[About this task]:
Each line of the data below that carries the word "derive" needs to be copied.

[Exercise material Boundary: Start]

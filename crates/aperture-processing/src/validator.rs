use aperture_core::{AppError, UploadConfig};
use std::path::Path;

/// Upload validation errors
#[derive(Debug, thiserror::Error)]
pub enum ValidationError {
    #[error("File too large: {size} bytes (max: {max} bytes)")]
    FileTooLarge { size: u64, max: u64 },

    #[error("Invalid file extension: {extension} (allowed: {allowed:?})")]
    InvalidExtension {
        extension: String,
        allowed: Vec<String>,
    },

    #[error("Invalid content type: {content_type} (allowed: {allowed:?})")]
    InvalidContentType {
        content_type: String,
        allowed: Vec<String>,
    },

    #[error("Content type {content_type} does not match extension '{extension}'")]
    ContentTypeMismatch {
        extension: String,
        content_type: String,
    },

    #[error("Invalid filename: {0}")]
    InvalidFilename(String),

    #[error("Empty file")]
    EmptyFile,
}

impl From<ValidationError> for AppError {
    fn from(err: ValidationError) -> Self {
        match err {
            ValidationError::FileTooLarge { .. } => AppError::PayloadTooLarge(err.to_string()),
            other => AppError::InvalidInput(other.to_string()),
        }
    }
}

/// Strip directory components and replace anything outside `[A-Za-z0-9._-]`.
pub fn sanitize_filename(filename: &str) -> String {
    const MAX: usize = 255;
    let base = filename
        .rsplit(['/', '\\'])
        .next()
        .unwrap_or(filename);
    if base.contains("..") {
        return "invalid_filename".to_string();
    }
    let s: String = base
        .chars()
        .take(MAX)
        .map(|c| {
            if c.is_ascii_alphanumeric() || c == '.' || c == '-' || c == '_' {
                c
            } else {
                '_'
            }
        })
        .collect();
    if s.trim_matches(|c| c == '_' || c == '.').is_empty() {
        "file".to_string()
    } else {
        s
    }
}

fn extension_of(filename: &str) -> Result<String, ValidationError> {
    Path::new(filename)
        .extension()
        .and_then(|e| e.to_str())
        .map(|e| e.to_lowercase())
        .ok_or_else(|| ValidationError::InvalidFilename(filename.to_string()))
}

/// Checks run before any byte reaches storage.
#[derive(Debug, Clone)]
pub struct MediaValidator {
    max_file_size: u64,
    allowed_extensions: Vec<String>,
    allowed_content_types: Vec<String>,
}

impl MediaValidator {
    pub fn new(
        max_file_size: u64,
        allowed_extensions: Vec<String>,
        allowed_content_types: Vec<String>,
    ) -> Self {
        Self {
            max_file_size,
            allowed_extensions,
            allowed_content_types,
        }
    }

    pub fn from_config(config: &UploadConfig) -> Self {
        Self::new(
            config.max_file_size_bytes,
            config.allowed_extensions.clone(),
            config.allowed_content_types.clone(),
        )
    }

    pub fn max_file_size(&self) -> u64 {
        self.max_file_size
    }

    pub fn validate_file_size(&self, size: u64) -> Result<(), ValidationError> {
        if size == 0 {
            return Err(ValidationError::EmptyFile);
        }

        if size > self.max_file_size {
            return Err(ValidationError::FileTooLarge {
                size,
                max: self.max_file_size,
            });
        }

        Ok(())
    }

    pub fn validate_extension(&self, filename: &str) -> Result<(), ValidationError> {
        let extension = extension_of(filename)?;

        if !self.allowed_extensions.contains(&extension) {
            return Err(ValidationError::InvalidExtension {
                extension,
                allowed: self.allowed_extensions.clone(),
            });
        }

        Ok(())
    }

    pub fn validate_content_type(&self, content_type: &str) -> Result<(), ValidationError> {
        let normalized = normalize_content_type(content_type);

        if !self.allowed_content_types.iter().any(|ct| *ct == normalized) {
            return Err(ValidationError::InvalidContentType {
                content_type: content_type.to_string(),
                allowed: self.allowed_content_types.clone(),
            });
        }

        Ok(())
    }

    /// Reject a declared content type that contradicts the filename extension.
    pub fn validate_extension_content_type_match(
        &self,
        filename: &str,
        content_type: &str,
    ) -> Result<(), ValidationError> {
        let extension = extension_of(filename)?;
        let normalized = normalize_content_type(content_type);

        let expected: &[&str] = match extension.as_str() {
            "jpg" | "jpeg" => &["image/jpeg", "image/jpg"],
            "png" => &["image/png"],
            "gif" => &["image/gif"],
            "webp" => &["image/webp"],
            "avif" => &["image/avif"],
            "bmp" => &["image/bmp"],
            "tif" | "tiff" => &["image/tiff"],
            "heic" => &["image/heic", "image/heif"],
            "mp4" => &["video/mp4"],
            "webm" => &["video/webm"],
            "mov" => &["video/quicktime"],
            "avi" => &["video/x-msvideo"],
            "mkv" => &["video/x-matroska"],
            "m4v" => &["video/x-m4v", "video/mp4"],
            "mp3" => &["audio/mpeg", "audio/mp3"],
            "wav" => &["audio/wav", "audio/wave", "audio/x-wav"],
            "m4a" => &["audio/mp4", "audio/x-m4a"],
            "flac" => &["audio/flac"],
            _ => {
                tracing::debug!(
                    extension = %extension,
                    content_type = %content_type,
                    "Unknown extension, skipping Content-Type/extension cross-validation"
                );
                return Ok(());
            }
        };

        if !expected.contains(&normalized.as_str()) {
            return Err(ValidationError::ContentTypeMismatch {
                extension,
                content_type: content_type.to_string(),
            });
        }

        Ok(())
    }

    /// Everything known at initiation. `size` is `None` when the client did not declare it.
    pub fn validate_all(
        &self,
        filename: &str,
        content_type: &str,
        size: Option<u64>,
    ) -> Result<(), ValidationError> {
        if let Some(size) = size {
            self.validate_file_size(size)?;
        }
        self.validate_extension(filename)?;
        self.validate_content_type(content_type)?;
        self.validate_extension_content_type_match(filename, content_type)?;
        Ok(())
    }
}

fn normalize_content_type(content_type: &str) -> String {
    content_type
        .split(';')
        .next()
        .unwrap_or("")
        .trim()
        .to_lowercase()
}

[Exercise material Boundary: End]

[Solution to the exercise]:
#[derive(Debug, thiserror::Error)]
#[derive(Debug, Clone)]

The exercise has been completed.